_ASSIGNMENT_
Return exactly the final stretch of the records below, opening with the line that contains "links::link_student(self, req, link).await" and closing with the last line.

(Stored data)
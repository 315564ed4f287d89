pub mod links;
pub mod manage;

use actix_web::{HttpRequest, HttpResponse, Result as ActixResult};
use std::sync::Arc;

use crate::models::guardians::requests::{
    CreateGuardianRequest, GuardianListQuery, GuardianStudentLinkRequest, UpdateGuardianRequest,
};
use crate::storage::Storage;

pub struct GuardianService {
    storage: Option<Arc<dyn Storage>>,
}

impl GuardianService {
    pub fn new_lazy() -> Self {
        Self { storage: None }
    }

    pub(crate) fn get_storage(&self, request: &HttpRequest) -> Arc<dyn Storage> {
        if let Some(storage) = &self.storage {
            storage.clone()
        } else {
            request
                .app_data::<actix_web::web::Data<Arc<dyn Storage>>>()
                .expect("Storage not found in app data")
                .get_ref()
                .clone()
        }
    }

    pub async fn create_guardian(
        &self,
        req: &HttpRequest,
        guardian_data: CreateGuardianRequest,
    ) -> ActixResult<HttpResponse> {
        manage::create_guardian(self, req, guardian_data).await
    }

    pub async fn list_guardians(
        &self,
        req: &HttpRequest,
        query: GuardianListQuery,
    ) -> ActixResult<HttpResponse> {
        manage::list_guardians(self, req, query).await
    }

    pub async fn get_guardian(
        &self,
        req: &HttpRequest,
        guardian_id: i64,
    ) -> ActixResult<HttpResponse> {
        manage::get_guardian(self, req, guardian_id).await
    }

    pub async fn update_guardian(
        &self,
        req: &HttpRequest,
        guardian_id: i64,
        update_data: UpdateGuardianRequest,
    ) -> ActixResult<HttpResponse> {
        manage::update_guardian(self, req, guardian_id, update_data).await
    }

    pub async fn toggle_active(
        &self,
        req: &HttpRequest,
        guardian_id: i64,
    ) -> ActixResult<HttpResponse> {
        manage::toggle_active(self, req, guardian_id).await
    }

    pub async fn delete_guardian(
        &self,
        req: &HttpRequest,
        guardian_id: i64,
    ) -> ActixResult<HttpResponse> {
        manage::delete_guardian(self, req, guardian_id).await
    }

    // 监护人与学生的关联/解除关联
    pub async fn link_student(
        &self,
        req: &HttpRequest,
        link: GuardianStudentLinkRequest,
    ) -> ActixResult<HttpResponse> {
        links::link_student(self, req, link).await
    }

    pub async fn unlink_student(
        &self,
        req: &HttpRequest,
        link: GuardianStudentLinkRequest,
    ) -> ActixResult<HttpResponse> {
        links::unlink_student(self, req, link).await
    }
}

_EXPECTED OUTPUT_
        links::link_student(self, req, link).await
    }

    pub async fn unlink_student(
        &self,
        req: &HttpRequest,
        link: GuardianStudentLinkRequest,
    ) -> ActixResult<HttpResponse> {
        links::unlink_student(self, req, link).await
    }
}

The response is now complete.